(MATERIAL FOR THE TASK)

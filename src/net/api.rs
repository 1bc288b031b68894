//! HTTP helpers for the remote rental API.
//!
//! Client-side (hydrate): real HTTP calls via `gloo-net`.
//! Server-side (SSR): stubs returning an error since listings are only
//! fetched in the browser.
//!
//! ERROR HANDLING
//! ==============
//! Callers get a `Result` with an [`ApiError`] instead of panics, so fetch
//! failures degrade to inline messages without crashing hydration. Optional
//! request/response logging is compiled in when the `RENTALCAR_API_LOGGING`
//! environment variable is set at build time.

#![allow(clippy::unused_async)]

#[cfg(test)]
#[path = "api_test.rs"]
mod api_test;

use crate::net::types::CarsPage;
use crate::state::filters::CarFilters;

/// Base URL of the remote rental API.
pub const API_BASE: &str = "https://car-rental-api.goit.global";

/// Failure modes of the rental API boundary.
#[derive(Debug, thiserror::Error)]
pub enum ApiError {
    /// The request never produced a response (offline, blocked, SSR stub).
    #[error("network request failed: {0}")]
    Network(String),
    /// The API answered with a non-success status.
    #[error("GET {url} returned {status}")]
    Status {
        /// Requested URL.
        url: String,
        /// HTTP status code.
        status: u16,
    },
    /// The response body did not match the expected schema.
    #[error("invalid response body: {0}")]
    Decode(String),
}

#[cfg(any(test, feature = "hydrate"))]
fn brands_url() -> String {
    format!("{API_BASE}/brands")
}

#[cfg(any(test, feature = "hydrate"))]
fn cars_url(filters: &CarFilters, page: u32, limit: u32) -> String {
    let mut query = String::new();
    for (name, value) in filters.to_query_pairs() {
        query.push_str(name);
        query.push('=');
        query.push_str(&encode_query_value(&value));
        query.push('&');
    }
    format!("{API_BASE}/cars?{query}page={page}&limit={limit}")
}

/// Percent-encode a query value; RFC 3986 unreserved bytes pass through.
#[cfg(any(test, feature = "hydrate"))]
fn encode_query_value(value: &str) -> String {
    let mut out = String::with_capacity(value.len());
    for byte in value.bytes() {
        match byte {
            b'A'..=b'Z' | b'a'..=b'z' | b'0'..=b'9' | b'-' | b'_' | b'.' | b'~' => {
                out.push(byte as char);
            }
            _ => out.push_str(&format!("%{byte:02X}")),
        }
    }
    out
}

/// Fetch the list of car brands from `GET /brands`.
///
/// # Errors
///
/// Returns an [`ApiError`] when the request fails, the API answers with a
/// non-success status, or the body cannot be decoded.
pub async fn fetch_brands() -> Result<Vec<String>, ApiError> {
    #[cfg(feature = "hydrate")]
    {
        request_json(&brands_url()).await
    }
    #[cfg(not(feature = "hydrate"))]
    {
        Err(ApiError::Network("not available on server".to_owned()))
    }
}

/// Fetch one page of the car listing from `GET /cars`.
///
/// # Errors
///
/// Returns an [`ApiError`] when the request fails, the API answers with a
/// non-success status, or the body cannot be decoded.
pub async fn fetch_cars(
    filters: &CarFilters,
    page: u32,
    limit: u32,
) -> Result<CarsPage, ApiError> {
    #[cfg(feature = "hydrate")]
    {
        request_json(&cars_url(filters, page, limit)).await
    }
    #[cfg(not(feature = "hydrate"))]
    {
        let _ = (filters, page, limit);
        Err(ApiError::Network("not available on server".to_owned()))
    }
}

#[cfg(feature = "hydrate")]
async fn request_json<T: serde::de::DeserializeOwned>(url: &str) -> Result<T, ApiError> {
    log_request(url);
    let resp = gloo_net::http::Request::get(url)
        .header("Content-Type", "application/json")
        .send()
        .await
        .map_err(|e| {
            log_failure(url, &e.to_string());
            ApiError::Network(e.to_string())
        })?;
    if !resp.ok() {
        log_failure(url, &format!("status {}", resp.status()));
        return Err(ApiError::Status {
            url: url.to_owned(),
            status: resp.status(),
        });
    }
    log_response(resp.status(), url);
    resp.json::<T>()
        .await
        .map_err(|e| ApiError::Decode(e.to_string()))
}

/// Compile-time opt-in for request/response logging.
#[cfg(feature = "hydrate")]
fn logging_enabled() -> bool {
    matches!(option_env!("RENTALCAR_API_LOGGING"), Some("true" | "1"))
}

#[cfg(feature = "hydrate")]
fn log_request(url: &str) {
    if logging_enabled() {
        log::info!("[api request] GET {url}");
    }
}

#[cfg(feature = "hydrate")]
fn log_response(status: u16, url: &str) {
    if logging_enabled() {
        log::info!("[api response] {status} from {url}");
    }
}

#[cfg(feature = "hydrate")]
fn log_failure(url: &str, detail: &str) {
    if logging_enabled() {
        log::error!("[api error] {detail} at {url}");
    }
}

(End MATERIAL FOR THE TASK)

#### [THE TASK]
Copy each line of the records above that carries the word "detail".

#### [REPLY TO THE EXERCISE]
fn log_failure(url: &str, detail: &str) {
        log::error!("[api error] {detail} at {url}");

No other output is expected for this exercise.